Fig 4-2 shows the median house price by month between 2008 and 2014. The median house prices (red dashed line) in June, July, and August are the highest among other months. Therefore, it confirms our early exploration that there’s a clear seasonal trend in house prices, with a peak sometime in the summer. This finding indicates that the season does affect house prices in USA.
Finally, I want to compare three key factors, house cost/income ratio, house age, and crime rate, to the house price.
The most expensive state for homeowners is FL, where they pay 22.3 % of their income in housing costs. Also, the homeowners in the West and Northeast need to pay most of homeowner’s income in the housing costs. In most cases, the higher the house price, the higher the cost/income ratio.
I expected to see new house has a higher sold price, but it seems to be not the case. The general trend was that older house gets higher sold price. Specifically, the Northeast has more old house, but their house prices are much higher than other regions. In contract, the West has more new house, but the house price in most West states are below the national median price.
As expected, the house price is in general inversely proportional to the crime rate. The South states has higher crime rate, while their house prices are much cheaper.
What’s interesting here is that the real estate markets have the trend with demographic features. We can use the median value of house price and the demographic features to found that there are four quadrants in the Fig 4-3.
Generally, the markets in the Northeast and West state are in the top-right corner in Fig 4-3a (or the bottom-right corner in Fig 4-3c). Most of these markets are in “hot economic” states, with high household income and low crime rate. In contrast, most of the South states are in the opposite corner, which has low income and high crime rate. These house markets are relatively cheap. What catches my eye here are the house in these markets are relatively new, so it might be a good idea for future investment.
One of the challenges I had with the data set was to deal with the format from different source. For example, I had a problem with grouping two dataframes by state with different sizes. Also, I found many values that were missing in the house data set from Zillow. Another challenge was to find useful information from data set to compare housing price. I attempted to find the school rating in state, but I can only found the data at the city level.
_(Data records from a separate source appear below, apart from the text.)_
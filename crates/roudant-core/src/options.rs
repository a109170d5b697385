//! Option structs and response types shared across the client's
//! database/document/bulk/changes surface.

use serde::{Deserialize, Serialize};

/// Serde helper for `skip_serializing_if` on plain bool flags.
pub(crate) fn is_false(value: &bool) -> bool {
    !*value
}

// ---------------------------------------------------------------------------
// Generic responses
// ---------------------------------------------------------------------------

#[derive(Debug, Clone, Serialize, Deserialize)]
pub struct OkResponse {
    pub ok: bool,
}

// ---------------------------------------------------------------------------
// Database operations
// ---------------------------------------------------------------------------

/// Parameters for `PUT /{db}`.
#[derive(Debug, Clone, Default)]
pub struct DatabaseCreateOptions {
    /// Create a partitioned database.
    pub partitioned: bool,
    /// Number of shards.
    pub q: Option<u32>,
    /// Number of replicas of each shard.
    pub n: Option<u32>,
}

#[derive(Debug, Clone, Deserialize)]
pub struct DbInfo {
    pub db_name: String,
    pub doc_count: u64,
    #[serde(default)]
    pub doc_del_count: u64,
    pub update_seq: Seq,
    #[serde(default)]
    pub purge_seq: Option<serde_json::Value>,
    #[serde(default)]
    pub sizes: Option<serde_json::Value>,
    #[serde(default)]
    pub props: Option<serde_json::Value>,
}

// ---------------------------------------------------------------------------
// Document operations
// ---------------------------------------------------------------------------

#[derive(Debug, Clone, Default)]
pub struct GetDocumentOptions {
    /// Retrieve a specific revision.
    pub rev: Option<String>,
    /// Include conflicting revisions in `_conflicts`.
    pub conflicts: bool,
    /// Include deleted conflict revisions.
    pub deleted_conflicts: bool,
    /// Include full revision history.
    pub revs: bool,
    /// Force retrieval of the latest leaf revision.
    pub latest: bool,
    /// Inline attachment bodies as base64.
    pub attachments: bool,
}

#[derive(Debug, Clone, Default)]
pub struct GetAttachmentOptions {
    pub rev: Option<String>,
}

// ---------------------------------------------------------------------------
// Bulk operations
// ---------------------------------------------------------------------------

#[derive(Debug, Clone, Default)]
pub struct BulkDocsOptions {
    /// When false (replication), accept revisions as-is.
    /// When true (default), generate new revisions and check conflicts.
    pub new_edits: bool,
}

impl BulkDocsOptions {
    pub fn new() -> Self {
        Self { new_edits: true }
    }

    pub fn replication() -> Self {
        Self { new_edits: false }
    }
}

#[derive(Debug, Clone, Default)]
pub struct AllDocsOptions {
    pub start_key: Option<String>,
    pub end_key: Option<String>,
    pub key: Option<String>,
    pub keys: Option<Vec<String>>,
    pub include_docs: bool,
    pub descending: bool,
    pub skip: u64,
    pub limit: Option<u64>,
    pub inclusive_end: bool,
}

impl AllDocsOptions {
    pub fn new() -> Self {
        Self {
            inclusive_end: true,
            ..Default::default()
        }
    }
}

#[derive(Debug, Clone, Deserialize)]
pub struct AllDocsRow {
    pub id: String,
    pub key: String,
    pub value: AllDocsRowValue,
    #[serde(default)]
    pub doc: Option<serde_json::Value>,
}

#[derive(Debug, Clone, Deserialize)]
pub struct AllDocsRowValue {
    pub rev: String,
    #[serde(default)]
    pub deleted: Option<bool>,
}

#[derive(Debug, Clone, Deserialize)]
pub struct AllDocsResponse {
    #[serde(default)]
    pub total_rows: u64,
    #[serde(default)]
    pub offset: u64,
    pub rows: Vec<AllDocsRow>,
}

// ---------------------------------------------------------------------------
// Bulk get
// ---------------------------------------------------------------------------

#[derive(Debug, Clone, Serialize, Deserialize)]
pub struct BulkGetItem {
    pub id: String,
    #[serde(skip_serializing_if = "Option::is_none")]
    pub rev: Option<String>,
}

impl BulkGetItem {
    pub fn latest(id: impl Into<String>) -> Self {
        Self {
            id: id.into(),
            rev: None,
        }
    }
}

#[derive(Debug, Clone, Deserialize)]
pub struct BulkGetResponse {
    pub results: Vec<BulkGetResult>,
}

#[derive(Debug, Clone, Deserialize)]
pub struct BulkGetResult {
    pub id: String,
    pub docs: Vec<BulkGetDoc>,
}

#[derive(Debug, Clone, Deserialize)]
pub struct BulkGetDoc {
    #[serde(default)]
    pub ok: Option<serde_json::Value>,
    #[serde(default)]
    pub error: Option<BulkGetError>,
}

#[derive(Debug, Clone, Deserialize)]
pub struct BulkGetError {
    pub id: String,
    #[serde(default)]
    pub rev: String,
    pub error: String,
    pub reason: String,
}

// ---------------------------------------------------------------------------
// Changes feed
// ---------------------------------------------------------------------------

#[derive(Debug, Clone, Default)]
pub struct ChangesOptions {
    pub since: Seq,
    pub limit: Option<u64>,
    pub descending: bool,
    pub include_docs: bool,
    /// When set, only changes for these ids are returned (`_doc_ids` filter).
    pub doc_ids: Option<Vec<String>>,
}

#[derive(Debug, Clone, Deserialize)]
pub struct ChangeEvent {
    pub seq: Seq,
    pub id: String,
    pub changes: Vec<ChangeRev>,
    #[serde(default)]
    pub deleted: bool,
    #[serde(default)]
    pub doc: Option<serde_json::Value>,
}

#[derive(Debug, Clone, Deserialize)]
pub struct ChangeRev {
    pub rev: String,
}

#[derive(Debug, Clone, Deserialize)]
pub struct ChangesResponse {
    pub results: Vec<ChangeEvent>,
    pub last_seq: Seq,
}

// ---------------------------------------------------------------------------
// Sequence type — supports both numeric and opaque string (CouchDB 3.x)
// ---------------------------------------------------------------------------

/// A database sequence identifier.
///
/// CouchDB 3.x uses opaque string sequences that must be passed back as-is;
/// older servers and `doc_count`-style endpoints use plain numbers.
#[derive(Debug, Clone, PartialEq, Eq, Serialize, Deserialize)]
#[serde(untagged)]
pub enum Seq {
    Num(u64),
    Str(String),
}

impl Seq {
    /// The zero sequence (start from the beginning).
    pub fn zero() -> Self {
        Seq::Num(0)
    }

    /// Format for use in HTTP query parameters.
    pub fn to_query_string(&self) -> String {
        match self {
            Seq::Num(n) => n.to_string(),
            Seq::Str(s) => s.clone(),
        }
    }
}

impl Default for Seq {
    fn default() -> Self {
        Seq::Num(0)
    }
}

impl From<u64> for Seq {
    fn from(n: u64) -> Self {
        Seq::Num(n)
    }
}

impl std::fmt::Display for Seq {
    fn fmt(&self, f: &mut std::fmt::Formatter<'_>) -> std::fmt::Result {
        match self {
            Seq::Num(n) => write!(f, "{}", n),
            Seq::Str(s) => write!(f, "{}", s),
        }
    }
}

// ---------------------------------------------------------------------------
// Tests
// ---------------------------------------------------------------------------
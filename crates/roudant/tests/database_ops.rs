//! Database create/exists/info/delete lifecycle.

mod common;

use common::{client, drop_db, fresh_db};
use roudant::Error;

#[tokio::test]
#[ignore]
async fn database_lifecycle() {
    let client = client();
    let db = fresh_db(&client, "db_lifecycle").await;

    assert!(client.database_exists(&db).await.unwrap());

    let info = client.database_info(&db).await.unwrap();
    assert_eq!(info.db_name, db);
    assert_eq!(info.doc_count, 0);

    let resp = client.delete_database(&db).await.unwrap();
    assert!(resp.ok);
    assert!(!client.database_exists(&db).await.unwrap());
}

#[tokio::test]
#[ignore]
async fn create_existing_database_fails() {
    let client = client();
    let db = fresh_db(&client, "db_dup").await;

    let result = client.create_database(&db, Default::default()).await;
    assert!(matches!(result, Err(Error::PreconditionFailed(_))));

    drop_db(&client, &db).await;
}

#[tokio::test]
#[ignore]
async fn database_info_counts_documents() {
    let client = client();
    let db = fresh_db(&client, "db_info").await;

    client
        .put_document(&db, "doc1", serde_json::json!({}))
        .await
        .unwrap();
    client
        .put_document(&db, "doc2", serde_json::json!({}))
        .await
        .unwrap();

    let info = client.database_info(&db).await.unwrap();
    assert_eq!(info.doc_count, 2);

    drop_db(&client, &db).await;
}

#[tokio::test]
#[ignore]
async fn info_on_missing_database_is_not_found() {
    let client = client();

    let result = client.database_info("roudant_does_not_exist").await;
    assert!(matches!(result, Err(Error::NotFound(_))));
}
//! Design documents, MapReduce view queries, and full-text search.

use reqwest::Method;

use roudant_core::document::{Document, PutResponse};
use roudant_core::error::Result;
use roudant_core::query::{SearchOptions, SearchResponse, ViewOptions, ViewResponse};

use crate::client::Client;

impl Client {
    /// `PUT /{db}/_design/{ddoc}` — create or update a design document.
    ///
    /// Pass the current `_rev` inside `body` when updating.
    pub async fn put_design_document(
        &self,
        db: &str,
        ddoc: &str,
        body: serde_json::Value,
    ) -> Result<PutResponse> {
        self.json(
            self.request(Method::PUT, &self.url(&[db, "_design", ddoc]))
                .json(&body),
        )
        .await
    }

    /// `GET /{db}/_design/{ddoc}` — fetch a design document.
    pub async fn get_design_document(&self, db: &str, ddoc: &str) -> Result<Document> {
        let value: serde_json::Value = self
            .json(self.request(Method::GET, &self.url(&[db, "_design", ddoc])))
            .await?;
        Document::from_json(value)
    }

    /// `DELETE /{db}/_design/{ddoc}?rev=` — delete a design document.
    pub async fn delete_design_document(
        &self,
        db: &str,
        ddoc: &str,
        rev: &str,
    ) -> Result<PutResponse> {
        self.json(
            self.request(Method::DELETE, &self.url(&[db, "_design", ddoc]))
                .query(&[("rev", rev)]),
        )
        .await
    }

    /// `POST /{db}/_design/{ddoc}/_view/{view}` — query a MapReduce view.
    pub async fn view(
        &self,
        db: &str,
        ddoc: &str,
        view: &str,
        opts: &ViewOptions,
    ) -> Result<ViewResponse> {
        self.json(
            self.request(Method::POST, &self.url(&[db, "_design", ddoc, "_view", view]))
                .json(opts),
        )
        .await
    }

    /// `POST /{db}/_design/{ddoc}/_search/{index}` — query a full-text
    /// search index (requires a server with search enabled).
    pub async fn search(
        &self,
        db: &str,
        ddoc: &str,
        index: &str,
        opts: &SearchOptions,
    ) -> Result<SearchResponse> {
        self.json(
            self.request(
                Method::POST,
                &self.url(&[db, "_design", ddoc, "_search", index]),
            )
            .json(opts),
        )
        .await
    }
}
I was able to extract house price at select cities and states, and monitored the price changes with time. I was especially interested in the comparison of house sold price by month, and found a clear seasonal pattern for house prices. I also was enable to use a linear model to predict the house sold price. Although there are many other factors that can affect house price, the analysis in this project could be a starting point to better understand the real estate price in future.
The real estate price largely depends on neighborhood. It would be interesting to analyze the data at city level. The data for future exploration could be unemployment rate, school rating, distance to major employment centres, accessibility to highways, and etc. However, I found these data sets are not easy to access. If one could obtain these data set, it would give clues of how these features affect house price. This information could be very useful for future investments and exploration.